## TASK REQUIREMENTS
Print the lines that run from the line with "metrics.load_failures.fetch_add(1, Ordering::Relaxed);" to the line with "the host's tick.", keeping both end lines, exactly as they appear in the entries below, and nothing else.

Content starts

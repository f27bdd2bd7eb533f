//! Eviction candidate selection

use std::time::Duration;

/// A release candidate as seen by an eviction filter: an idle, unlocked,
/// releasable slot described by its target identity and the metadata the
/// selection policy runs on.
#[derive(Debug, Clone)]
pub struct ReleaseCandidate<Target> {
    pub target: Target,
    pub name: String,
    pub priority: i32,
    pub last_use: Duration,
}

/// The default selection policy.
///
/// Expired candidates (`last_use` at or before `expire_before`) are always
/// selected, even when `to_release` is zero: an entry past its expiry age
/// has no business staying cached. The fresh remainder is ordered lowest
/// priority first, then least recently used first, and the first
/// `to_release - expired` of it are selected on top.
///
/// Candidates arrive in registration order, which makes full ties (equal
/// priority and equal stamp) resolve oldest-registration-first.
pub fn default_release_filter<Target: Clone>(
    candidates: &[ReleaseCandidate<Target>],
    to_release: usize,
    expire_before: Option<Duration>,
) -> Vec<Target> {
    let mut selected = Vec::new();
    let mut fresh: Vec<&ReleaseCandidate<Target>> = Vec::new();

    for candidate in candidates {
        match expire_before {
            Some(threshold) if candidate.last_use <= threshold => {
                selected.push(candidate.target.clone());
            }
            _ => fresh.push(candidate),
        }
    }

    let remaining = to_release.saturating_sub(selected.len());
    if remaining > 0 {
        fresh.sort_by(|a, b| {
            a.priority
                .cmp(&b.priority)
                .then(a.last_use.cmp(&b.last_use))
        });
        selected.extend(fresh.iter().take(remaining).map(|c| c.target.clone()));
    }

    selected
}
//! Deduplicating resource cache over one dedicated pool

use std::fmt;
use std::hash::Hash;
use std::sync::Arc;
use std::sync::atomic::{AtomicBool, Ordering};
use std::time::Duration;

use async_trait::async_trait;
use dashmap::DashMap;
use dashmap::mapref::entry::Entry;
use parking_lot::Mutex;
use tokio::sync::watch;
use tracing::{debug, info, warn};

use crate::config::PoolConfig;
use crate::errors::{CacheError, CacheResult};
use crate::metrics::{CacheMetrics, CacheMetricsTracker, PoolMetrics};
use crate::object::Pooled;
use crate::pool::Pool;

/// Hard ceiling on how long one caller waits for a load before giving up.
/// The underlying load is unaffected.
pub const DEFAULT_WAIT_CEILING: Duration = Duration::from_secs(60);

/// A waiter that loses the claim race spawns its own hold afterwards; if
/// the first holder unloads and a sweep runs in that window, the slot can
/// vanish and the waiter starts over.
const MAX_LOAD_ATTEMPTS: usize = 3;

/// The pluggable backend that actually produces asset handles.
///
/// `exists` is the metadata-resolution step: a `false` answer means the
/// key names nothing and the cache reports [`CacheError::NotExist`]. A
/// `load` error means the asset exists but could not be materialized,
/// reported as [`CacheError::NotReady`].
///
/// Handles must be unique across keys; the cache indexes its pool by
/// handle identity.
#[async_trait]
pub trait AssetLoader: Send + Sync + 'static {
    type Handle: Clone + Eq + Hash + fmt::Debug + Send + Sync + 'static;
    type Error: std::error::Error + Send + Sync + 'static;

    /// Resolve metadata for `key`; `false` means the asset does not exist.
    async fn exists(&self, key: &str) -> bool;

    /// Materialize a handle for `key`.
    async fn load(&self, key: &str) -> Result<Self::Handle, Self::Error>;

    /// Dispose a handle previously produced by `load`. Disposing the
    /// handle is distinct from disposing the asset itself, which stays
    /// owned by the host.
    fn dispose(&self, handle: Self::Handle);
}

/// One cached entry: the loaded handle plus the disposer that returns it
/// to the loader when the pool releases the slot.
struct CachedAsset<H> {
    key: String,
    handle: Option<H>,
    dispose: Arc<dyn Fn(H) + Send + Sync>,
}

impl<H: Clone + Eq + Hash + fmt::Debug> Pooled for CachedAsset<H> {
    type Target = H;

    fn name(&self) -> &str {
        &self.key
    }

    fn target(&self) -> H {
        self.handle.clone().expect("handle already disposed")
    }

    fn on_release(&mut self) {
        if let Some(handle) = self.handle.take() {
            (self.dispose)(handle);
        }
    }
}

/// The load task registers a fresh asset as already spawned, so nothing
/// can evict it in the window between registration and the waiters'
/// spawns. This guard carries that first hold across the channel: the
/// first waiter to claim it owns it, and an unclaimed hold is recycled
/// when the last receiver goes away.
struct BootstrapHold<H: Clone + Eq + Hash + fmt::Debug> {
    handle: H,
    claimed: AtomicBool,
    pool: Arc<Mutex<Pool<CachedAsset<H>>>>,
}

impl<H: Clone + Eq + Hash + fmt::Debug> BootstrapHold<H> {
    fn claim(&self) -> bool {
        !self.claimed.swap(true, Ordering::AcqRel)
    }
}

impl<H: Clone + Eq + Hash + fmt::Debug> Drop for BootstrapHold<H> {
    fn drop(&mut self) {
        if !self.claimed.load(Ordering::Acquire) {
            self.pool.lock().recycle(&self.handle);
        }
    }
}

#[derive(Clone)]
enum LoadPhase<H: Clone + Eq + Hash + fmt::Debug> {
    Pending,
    Done(CacheResult<Arc<BootstrapHold<H>>>),
}

/// Key→asset cache guaranteeing at most one in-flight load per key.
///
/// The first caller of a missing key becomes the leader: it detaches the
/// resolve/load/register sequence into its own task and publishes the
/// outcome through a per-key channel. The task registers the result as
/// already held, the earliest waiter claims that first hold, and every
/// other caller takes its own spawn from the backing pool. Dropping a
/// caller's future only cancels that caller's wait; the detached load
/// keeps going for everyone else.
///
/// Cached handles are multi-spawn: any number of callers may hold the
/// same asset, and each must [`unload`](ResourceCache::unload) it once.
pub struct ResourceCache<L: AssetLoader> {
    loader: Arc<L>,
    pool: Arc<Mutex<Pool<CachedAsset<L::Handle>>>>,
    inflight: Arc<DashMap<String, watch::Receiver<LoadPhase<L::Handle>>>>,
    wait_ceiling: Duration,
    metrics: Arc<CacheMetricsTracker>,
}

impl<L: AssetLoader> ResourceCache<L> {
    pub fn new(loader: L, config: PoolConfig) -> Self {
        // concurrent holders of one asset are the whole point
        let config = config.with_multi_spawn(true);
        Self {
            loader: Arc::new(loader),
            pool: Arc::new(Mutex::new(Pool::new("resource-cache", config))),
            inflight: Arc::new(DashMap::new()),
            wait_ceiling: DEFAULT_WAIT_CEILING,
            metrics: Arc::new(CacheMetricsTracker::default()),
        }
    }

    pub fn with_wait_ceiling(mut self, ceiling: Duration) -> Self {
        self.wait_ceiling = ceiling;
        self
    }

    /// Get the asset behind `key`, loading it if necessary. The returned
    /// handle counts as one outstanding hold and must be passed to
    /// [`unload`](ResourceCache::unload) exactly once.
    pub async fn load(&self, key: &str) -> CacheResult<L::Handle> {
        match tokio::time::timeout(self.wait_ceiling, self.load_inner(key)).await {
            Ok(outcome) => outcome,
            Err(_) => {
                self.metrics.wait_timeouts.fetch_add(1, Ordering::Relaxed);
                warn!(key, ceiling = ?self.wait_ceiling, "gave up waiting for load");
                Err(CacheError::Timeout(key.to_string(), self.wait_ceiling))
            }
        }
    }

    async fn load_inner(&self, key: &str) -> CacheResult<L::Handle> {
        for _ in 0..MAX_LOAD_ATTEMPTS {
            if let Some(target) = self.pool.lock().spawn(key) {
                self.metrics.hits.fetch_add(1, Ordering::Relaxed);
                debug!(key, "cache hit");
                return Ok(target);
            }

            let rx = match self.inflight.entry(key.to_string()) {
                Entry::Occupied(entry) => {
                    self.metrics.dedup_joins.fetch_add(1, Ordering::Relaxed);
                    debug!(key, "joining in-flight load");
                    entry.get().clone()
                }
                Entry::Vacant(entry) => {
                    // A load that finished between the spawn miss above and
                    // this lookup has already cleared its in-flight mark;
                    // re-check under the entry guard before starting another.
                    if let Some(target) = self.pool.lock().spawn(key) {
                        self.metrics.hits.fetch_add(1, Ordering::Relaxed);
                        debug!(key, "cache hit");
                        return Ok(target);
                    }
                    let (tx, rx) = watch::channel(LoadPhase::Pending);
                    entry.insert(rx.clone());
                    self.metrics.misses.fetch_add(1, Ordering::Relaxed);
                    debug!(key, "starting load");
                    self.start_load(key.to_string(), tx);
                    rx
                }
            };

            // Failures propagate to every waiter. The earliest waiter
            // claims the hold the load task registered; the rest loop
            // back and take their own spawn.
            let hold = self.await_outcome(key, rx).await?;
            if hold.claim() {
                return Ok(hold.handle.clone());
            }
        }

        warn!(key, "cached handle kept vanishing before it could be spawned");
        Err(CacheError::NotReady(key.to_string()))
    }

    async fn await_outcome(
        &self,
        key: &str,
        mut rx: watch::Receiver<LoadPhase<L::Handle>>,
    ) -> CacheResult<Arc<BootstrapHold<L::Handle>>> {
        loop {
            let phase = rx.borrow_and_update().clone();
            if let LoadPhase::Done(outcome) = phase {
                return outcome;
            }
            if rx.changed().await.is_err() {
                return Err(CacheError::Cancelled(key.to_string()));
            }
        }
    }

    fn start_load(&self, key: String, tx: watch::Sender<LoadPhase<L::Handle>>) {
        let loader = Arc::clone(&self.loader);
        let pool = Arc::clone(&self.pool);
        let inflight = Arc::clone(&self.inflight);
        let metrics = Arc::clone(&self.metrics);

        tokio::spawn(async move {
            let outcome = if !loader.exists(&key).await {
                debug!(%key, "asset does not exist");
                Err(CacheError::NotExist(key.clone()))
            } else {
                match loader.load(&key).await {
                    Ok(handle) => {
                        let dispose = {
                            let loader = Arc::clone(&loader);
                            Arc::new(move |h| loader.dispose(h))
                                as Arc<dyn Fn(L::Handle) + Send + Sync>
                        };
                        let asset = CachedAsset {
                            key: key.clone(),
                            handle: Some(handle.clone()),
                            dispose,
                        };
                        pool.lock().register(asset, true);
                        Ok(Arc::new(BootstrapHold {
                            handle,
                            claimed: AtomicBool::new(false),
                            pool: Arc::clone(&pool),
                        }))
                    }
                    Err(error) => {
                        metrics.load_failures.fetch_add(1, Ordering::Relaxed);
                        warn!(%key, %error, "loader failed to materialize handle");
                        Err(CacheError::NotReady(key.clone()))
                    }
                }
            };

            inflight.remove(&key);
            let _ = tx.send(LoadPhase::Done(outcome));
        });
    }

    /// Return one hold on a loaded asset. Panics if the handle was never
    /// produced by this cache or is returned more times than it was
    /// loaded.
    pub fn unload(&self, handle: &L::Handle) {
        self.pool.lock().recycle(handle);
    }

    /// Exempt a cached asset from eviction. Locking only affects
    /// eviction; a locked asset still satisfies cache hits.
    pub fn set_locked(&self, handle: &L::Handle, locked: bool) {
        self.pool.lock().set_locked(handle, locked);
    }

    pub fn set_priority(&self, handle: &L::Handle, priority: i32) {
        self.pool.lock().set_priority(handle, priority);
    }

    /// Periodic maintenance, driven by the host's tick.
    pub fn update(&self, elapsed: Duration, real_elapsed: Duration) {
        self.pool.lock().update(elapsed, real_elapsed);
    }

    /// Low-memory signal from the host: sweep every unused cached asset
    /// immediately. The cache never polls for memory pressure itself.
    pub fn on_low_memory(&self) {
        info!("low memory signal, sweeping unused cached assets");
        self.pool.lock().release_all_unused();
    }

    pub fn count(&self) -> usize {
        self.pool.lock().count()
    }

    pub fn active_count(&self) -> usize {
        self.pool.lock().active_count()
    }

    pub fn metrics(&self) -> CacheMetrics {
        self.metrics.snapshot()
    }

    pub fn pool_metrics(&self) -> PoolMetrics {
        self.pool.lock().metrics()
    }
}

Content ends

## EXERCISE RESULT
                        metrics.load_failures.fetch_add(1, Ordering::Relaxed);
                        warn!(%key, %error, "loader failed to materialize handle");
                        Err(CacheError::NotReady(key.clone()))
                    }
                }
            };

            inflight.remove(&key);
            let _ = tx.send(LoadPhase::Done(outcome));
        });
    }

    /// Return one hold on a loaded asset. Panics if the handle was never
    /// produced by this cache or is returned more times than it was
    /// loaded.
    pub fn unload(&self, handle: &L::Handle) {
        self.pool.lock().recycle(handle);
    }

    /// Exempt a cached asset from eviction. Locking only affects
    /// eviction; a locked asset still satisfies cache hits.
    pub fn set_locked(&self, handle: &L::Handle, locked: bool) {
        self.pool.lock().set_locked(handle, locked);
    }

    pub fn set_priority(&self, handle: &L::Handle, priority: i32) {
        self.pool.lock().set_priority(handle, priority);
    }

    /// Periodic maintenance, driven by the host's tick.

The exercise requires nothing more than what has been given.